# Exercise requirements
Check every line of the entries that follow, and copy the ones containing "ProtocolViolation".

Saved entries
▽

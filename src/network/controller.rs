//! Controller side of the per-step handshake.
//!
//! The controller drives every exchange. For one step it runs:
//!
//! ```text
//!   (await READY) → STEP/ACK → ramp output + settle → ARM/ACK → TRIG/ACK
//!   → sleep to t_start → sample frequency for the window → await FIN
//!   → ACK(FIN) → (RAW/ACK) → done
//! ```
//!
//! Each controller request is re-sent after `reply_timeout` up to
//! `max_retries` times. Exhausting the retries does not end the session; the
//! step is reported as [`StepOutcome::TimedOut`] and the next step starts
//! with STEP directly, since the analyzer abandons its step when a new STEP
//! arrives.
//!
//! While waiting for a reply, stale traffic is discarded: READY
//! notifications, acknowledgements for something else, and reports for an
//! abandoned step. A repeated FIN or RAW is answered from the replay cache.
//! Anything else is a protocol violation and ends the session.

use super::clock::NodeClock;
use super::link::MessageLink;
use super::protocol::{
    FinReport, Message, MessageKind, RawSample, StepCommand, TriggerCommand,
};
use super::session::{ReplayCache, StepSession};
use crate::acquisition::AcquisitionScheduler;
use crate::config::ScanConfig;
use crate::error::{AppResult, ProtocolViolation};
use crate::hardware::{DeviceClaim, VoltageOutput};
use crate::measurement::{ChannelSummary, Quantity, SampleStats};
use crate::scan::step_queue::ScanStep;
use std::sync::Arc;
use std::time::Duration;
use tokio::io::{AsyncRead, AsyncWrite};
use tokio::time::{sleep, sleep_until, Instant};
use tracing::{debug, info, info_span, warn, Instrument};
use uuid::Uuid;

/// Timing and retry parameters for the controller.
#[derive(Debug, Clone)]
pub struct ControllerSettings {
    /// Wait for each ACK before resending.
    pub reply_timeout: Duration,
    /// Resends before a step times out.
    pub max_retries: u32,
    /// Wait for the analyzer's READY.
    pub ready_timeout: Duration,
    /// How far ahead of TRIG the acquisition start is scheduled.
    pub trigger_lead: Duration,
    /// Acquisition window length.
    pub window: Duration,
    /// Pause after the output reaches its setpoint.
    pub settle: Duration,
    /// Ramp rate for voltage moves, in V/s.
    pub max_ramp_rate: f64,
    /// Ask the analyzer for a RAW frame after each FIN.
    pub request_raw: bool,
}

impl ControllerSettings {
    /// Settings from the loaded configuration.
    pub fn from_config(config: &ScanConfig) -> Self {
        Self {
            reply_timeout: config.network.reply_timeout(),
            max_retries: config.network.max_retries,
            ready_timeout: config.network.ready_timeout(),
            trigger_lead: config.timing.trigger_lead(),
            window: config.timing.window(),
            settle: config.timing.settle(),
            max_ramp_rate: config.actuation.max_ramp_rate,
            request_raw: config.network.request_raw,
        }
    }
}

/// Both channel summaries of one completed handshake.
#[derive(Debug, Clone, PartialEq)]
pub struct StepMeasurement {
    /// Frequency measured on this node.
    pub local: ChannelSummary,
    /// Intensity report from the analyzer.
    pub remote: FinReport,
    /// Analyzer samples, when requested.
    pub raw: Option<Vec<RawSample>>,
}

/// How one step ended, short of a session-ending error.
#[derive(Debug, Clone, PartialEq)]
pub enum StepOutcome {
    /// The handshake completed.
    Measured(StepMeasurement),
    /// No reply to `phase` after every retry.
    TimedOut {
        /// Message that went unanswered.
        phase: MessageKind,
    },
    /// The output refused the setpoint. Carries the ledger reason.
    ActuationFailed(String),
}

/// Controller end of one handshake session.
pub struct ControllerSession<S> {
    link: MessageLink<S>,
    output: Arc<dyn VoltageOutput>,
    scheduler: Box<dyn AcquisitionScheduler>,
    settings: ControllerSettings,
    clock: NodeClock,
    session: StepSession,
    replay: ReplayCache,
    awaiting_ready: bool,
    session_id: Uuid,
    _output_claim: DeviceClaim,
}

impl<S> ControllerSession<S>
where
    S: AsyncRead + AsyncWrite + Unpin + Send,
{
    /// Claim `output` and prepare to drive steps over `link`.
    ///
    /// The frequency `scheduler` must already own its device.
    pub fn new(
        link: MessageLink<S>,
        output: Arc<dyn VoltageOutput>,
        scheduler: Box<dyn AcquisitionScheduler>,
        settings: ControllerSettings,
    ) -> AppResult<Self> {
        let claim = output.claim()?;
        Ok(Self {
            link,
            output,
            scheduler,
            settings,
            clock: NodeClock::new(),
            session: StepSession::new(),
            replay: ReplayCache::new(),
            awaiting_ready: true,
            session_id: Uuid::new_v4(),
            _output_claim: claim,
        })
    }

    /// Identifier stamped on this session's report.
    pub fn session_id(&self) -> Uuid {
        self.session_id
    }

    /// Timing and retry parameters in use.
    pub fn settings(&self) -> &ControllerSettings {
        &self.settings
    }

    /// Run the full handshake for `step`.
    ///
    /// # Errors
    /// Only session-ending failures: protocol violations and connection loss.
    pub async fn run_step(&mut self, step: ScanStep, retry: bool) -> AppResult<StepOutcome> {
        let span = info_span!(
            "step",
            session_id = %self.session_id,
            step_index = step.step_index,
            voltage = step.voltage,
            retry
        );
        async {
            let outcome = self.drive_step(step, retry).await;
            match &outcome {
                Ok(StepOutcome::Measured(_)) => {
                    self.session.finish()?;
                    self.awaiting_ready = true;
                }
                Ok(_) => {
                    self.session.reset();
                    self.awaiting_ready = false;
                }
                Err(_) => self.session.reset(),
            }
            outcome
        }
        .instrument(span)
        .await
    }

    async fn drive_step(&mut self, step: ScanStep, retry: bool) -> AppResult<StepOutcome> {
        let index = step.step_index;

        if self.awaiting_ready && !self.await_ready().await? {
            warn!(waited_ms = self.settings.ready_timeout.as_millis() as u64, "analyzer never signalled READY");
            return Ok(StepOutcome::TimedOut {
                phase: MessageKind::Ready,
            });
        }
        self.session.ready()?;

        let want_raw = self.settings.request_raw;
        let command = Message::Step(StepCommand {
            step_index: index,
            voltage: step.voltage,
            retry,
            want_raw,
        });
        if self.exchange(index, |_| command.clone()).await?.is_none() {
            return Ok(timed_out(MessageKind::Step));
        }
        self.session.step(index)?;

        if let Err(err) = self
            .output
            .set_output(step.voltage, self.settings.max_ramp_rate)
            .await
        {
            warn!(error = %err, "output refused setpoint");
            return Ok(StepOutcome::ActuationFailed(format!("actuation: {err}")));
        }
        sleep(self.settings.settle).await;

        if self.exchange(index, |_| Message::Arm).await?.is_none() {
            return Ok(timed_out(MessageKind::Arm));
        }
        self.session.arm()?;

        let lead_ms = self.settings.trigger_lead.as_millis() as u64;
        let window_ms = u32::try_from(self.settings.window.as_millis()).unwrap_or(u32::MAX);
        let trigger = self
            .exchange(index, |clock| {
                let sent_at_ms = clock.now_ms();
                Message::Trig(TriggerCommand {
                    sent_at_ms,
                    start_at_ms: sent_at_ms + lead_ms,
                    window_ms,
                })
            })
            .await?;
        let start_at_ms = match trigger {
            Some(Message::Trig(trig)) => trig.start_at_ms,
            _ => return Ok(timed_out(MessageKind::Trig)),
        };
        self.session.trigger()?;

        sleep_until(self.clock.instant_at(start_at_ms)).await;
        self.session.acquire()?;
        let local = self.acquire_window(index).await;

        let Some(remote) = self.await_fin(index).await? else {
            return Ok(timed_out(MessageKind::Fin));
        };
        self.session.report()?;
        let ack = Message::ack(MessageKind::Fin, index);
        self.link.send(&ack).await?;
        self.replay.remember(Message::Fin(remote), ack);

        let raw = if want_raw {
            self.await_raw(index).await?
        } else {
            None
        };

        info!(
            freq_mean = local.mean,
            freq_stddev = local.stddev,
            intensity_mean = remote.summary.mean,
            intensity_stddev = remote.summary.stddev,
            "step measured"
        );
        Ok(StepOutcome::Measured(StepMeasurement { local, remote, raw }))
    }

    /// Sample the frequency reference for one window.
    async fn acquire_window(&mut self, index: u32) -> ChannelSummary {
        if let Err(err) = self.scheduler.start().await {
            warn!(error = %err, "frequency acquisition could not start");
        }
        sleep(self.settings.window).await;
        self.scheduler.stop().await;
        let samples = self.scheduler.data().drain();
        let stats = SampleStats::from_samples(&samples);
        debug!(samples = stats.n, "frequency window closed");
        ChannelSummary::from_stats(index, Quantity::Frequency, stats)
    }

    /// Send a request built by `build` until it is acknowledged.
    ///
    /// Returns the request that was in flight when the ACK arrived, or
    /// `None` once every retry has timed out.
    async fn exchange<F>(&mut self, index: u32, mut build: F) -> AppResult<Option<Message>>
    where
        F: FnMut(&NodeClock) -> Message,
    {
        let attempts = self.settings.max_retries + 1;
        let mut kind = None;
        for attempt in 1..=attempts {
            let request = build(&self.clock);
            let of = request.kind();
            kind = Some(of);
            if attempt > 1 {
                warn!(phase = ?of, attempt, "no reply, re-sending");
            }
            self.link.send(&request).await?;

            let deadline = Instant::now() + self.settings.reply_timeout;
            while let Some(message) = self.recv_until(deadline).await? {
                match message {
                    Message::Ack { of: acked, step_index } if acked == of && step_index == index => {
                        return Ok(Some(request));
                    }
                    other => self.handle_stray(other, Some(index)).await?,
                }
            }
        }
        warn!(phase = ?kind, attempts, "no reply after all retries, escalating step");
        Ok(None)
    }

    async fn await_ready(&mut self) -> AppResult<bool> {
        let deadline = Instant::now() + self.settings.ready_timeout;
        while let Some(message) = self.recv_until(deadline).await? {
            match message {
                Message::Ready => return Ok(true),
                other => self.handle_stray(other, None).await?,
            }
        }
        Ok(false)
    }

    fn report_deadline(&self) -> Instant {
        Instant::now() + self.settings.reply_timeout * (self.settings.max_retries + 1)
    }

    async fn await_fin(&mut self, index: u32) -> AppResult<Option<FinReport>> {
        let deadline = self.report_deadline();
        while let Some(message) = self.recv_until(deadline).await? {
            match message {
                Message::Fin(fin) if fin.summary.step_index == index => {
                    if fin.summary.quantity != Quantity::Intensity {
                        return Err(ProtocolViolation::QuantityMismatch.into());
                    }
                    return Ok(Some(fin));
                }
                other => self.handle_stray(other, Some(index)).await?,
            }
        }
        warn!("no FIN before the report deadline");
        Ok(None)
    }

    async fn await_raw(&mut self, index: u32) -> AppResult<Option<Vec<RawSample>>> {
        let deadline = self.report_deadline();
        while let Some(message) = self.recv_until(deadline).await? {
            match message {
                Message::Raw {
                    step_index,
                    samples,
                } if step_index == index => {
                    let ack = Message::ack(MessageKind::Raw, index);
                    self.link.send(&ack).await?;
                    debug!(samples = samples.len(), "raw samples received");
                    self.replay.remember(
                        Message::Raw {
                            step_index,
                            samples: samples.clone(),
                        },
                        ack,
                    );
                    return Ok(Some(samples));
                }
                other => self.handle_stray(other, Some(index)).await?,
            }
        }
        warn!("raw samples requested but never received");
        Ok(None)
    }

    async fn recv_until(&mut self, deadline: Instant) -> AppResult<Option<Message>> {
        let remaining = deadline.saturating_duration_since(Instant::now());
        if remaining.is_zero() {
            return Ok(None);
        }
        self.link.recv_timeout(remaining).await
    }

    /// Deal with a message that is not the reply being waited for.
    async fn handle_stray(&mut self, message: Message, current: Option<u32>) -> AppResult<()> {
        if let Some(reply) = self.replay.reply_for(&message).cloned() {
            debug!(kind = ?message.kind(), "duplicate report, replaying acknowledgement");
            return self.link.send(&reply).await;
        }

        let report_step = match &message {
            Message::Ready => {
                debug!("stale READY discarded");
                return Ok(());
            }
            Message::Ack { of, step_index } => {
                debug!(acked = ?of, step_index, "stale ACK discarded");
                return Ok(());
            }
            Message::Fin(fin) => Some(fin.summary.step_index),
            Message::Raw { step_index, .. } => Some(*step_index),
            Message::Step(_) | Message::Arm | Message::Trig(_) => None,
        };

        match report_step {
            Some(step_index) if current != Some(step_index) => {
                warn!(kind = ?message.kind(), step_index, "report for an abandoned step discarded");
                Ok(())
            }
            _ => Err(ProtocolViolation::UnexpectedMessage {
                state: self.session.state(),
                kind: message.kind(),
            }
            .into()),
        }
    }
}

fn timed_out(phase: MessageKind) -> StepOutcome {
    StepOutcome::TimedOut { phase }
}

△
▽

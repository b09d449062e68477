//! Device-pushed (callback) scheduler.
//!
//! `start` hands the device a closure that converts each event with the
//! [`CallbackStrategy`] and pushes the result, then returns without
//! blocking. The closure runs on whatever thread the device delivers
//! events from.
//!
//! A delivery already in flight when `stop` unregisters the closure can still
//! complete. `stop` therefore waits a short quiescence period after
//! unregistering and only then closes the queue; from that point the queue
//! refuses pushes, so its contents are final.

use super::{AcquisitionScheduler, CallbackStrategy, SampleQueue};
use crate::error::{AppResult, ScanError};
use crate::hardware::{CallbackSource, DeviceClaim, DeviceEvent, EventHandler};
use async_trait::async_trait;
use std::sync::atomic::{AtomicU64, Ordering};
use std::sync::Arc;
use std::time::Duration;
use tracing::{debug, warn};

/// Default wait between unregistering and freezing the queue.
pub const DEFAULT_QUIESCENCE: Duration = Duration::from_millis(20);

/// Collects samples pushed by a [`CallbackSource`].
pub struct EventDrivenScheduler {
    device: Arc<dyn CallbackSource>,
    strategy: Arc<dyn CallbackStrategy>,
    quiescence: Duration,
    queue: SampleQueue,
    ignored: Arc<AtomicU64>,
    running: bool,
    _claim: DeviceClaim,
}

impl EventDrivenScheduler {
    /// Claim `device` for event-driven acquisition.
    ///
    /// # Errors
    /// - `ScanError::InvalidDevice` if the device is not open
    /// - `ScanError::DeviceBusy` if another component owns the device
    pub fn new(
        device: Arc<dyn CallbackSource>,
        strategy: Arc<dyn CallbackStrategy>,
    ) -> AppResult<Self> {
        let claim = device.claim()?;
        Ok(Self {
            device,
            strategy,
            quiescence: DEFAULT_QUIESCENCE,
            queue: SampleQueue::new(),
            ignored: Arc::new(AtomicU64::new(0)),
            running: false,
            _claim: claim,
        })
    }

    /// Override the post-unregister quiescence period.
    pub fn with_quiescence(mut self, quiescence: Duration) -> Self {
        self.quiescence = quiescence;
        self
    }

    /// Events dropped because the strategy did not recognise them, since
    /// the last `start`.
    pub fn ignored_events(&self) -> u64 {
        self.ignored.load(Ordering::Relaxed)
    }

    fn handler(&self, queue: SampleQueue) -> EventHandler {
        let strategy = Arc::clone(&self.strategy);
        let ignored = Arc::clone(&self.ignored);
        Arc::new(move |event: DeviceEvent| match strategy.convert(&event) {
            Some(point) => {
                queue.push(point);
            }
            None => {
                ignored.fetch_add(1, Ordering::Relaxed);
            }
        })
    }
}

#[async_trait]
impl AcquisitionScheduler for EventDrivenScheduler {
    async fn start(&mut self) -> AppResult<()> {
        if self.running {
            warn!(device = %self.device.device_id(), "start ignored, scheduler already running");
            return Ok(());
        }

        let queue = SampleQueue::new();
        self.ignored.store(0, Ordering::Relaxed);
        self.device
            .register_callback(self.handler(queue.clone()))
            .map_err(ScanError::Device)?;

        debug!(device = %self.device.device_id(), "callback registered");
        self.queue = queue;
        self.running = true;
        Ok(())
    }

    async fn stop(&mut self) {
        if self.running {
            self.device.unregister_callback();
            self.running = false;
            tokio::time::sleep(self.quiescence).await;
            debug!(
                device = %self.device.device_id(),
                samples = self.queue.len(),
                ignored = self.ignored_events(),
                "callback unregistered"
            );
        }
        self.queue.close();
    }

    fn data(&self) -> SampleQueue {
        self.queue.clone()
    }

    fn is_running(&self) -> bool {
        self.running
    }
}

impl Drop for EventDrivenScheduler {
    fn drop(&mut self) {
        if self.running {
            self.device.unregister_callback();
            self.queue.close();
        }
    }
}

△

# The answer
use crate::error::{AppResult, ProtocolViolation};
                        return Err(ProtocolViolation::QuantityMismatch.into());
            _ => Err(ProtocolViolation::UnexpectedMessage {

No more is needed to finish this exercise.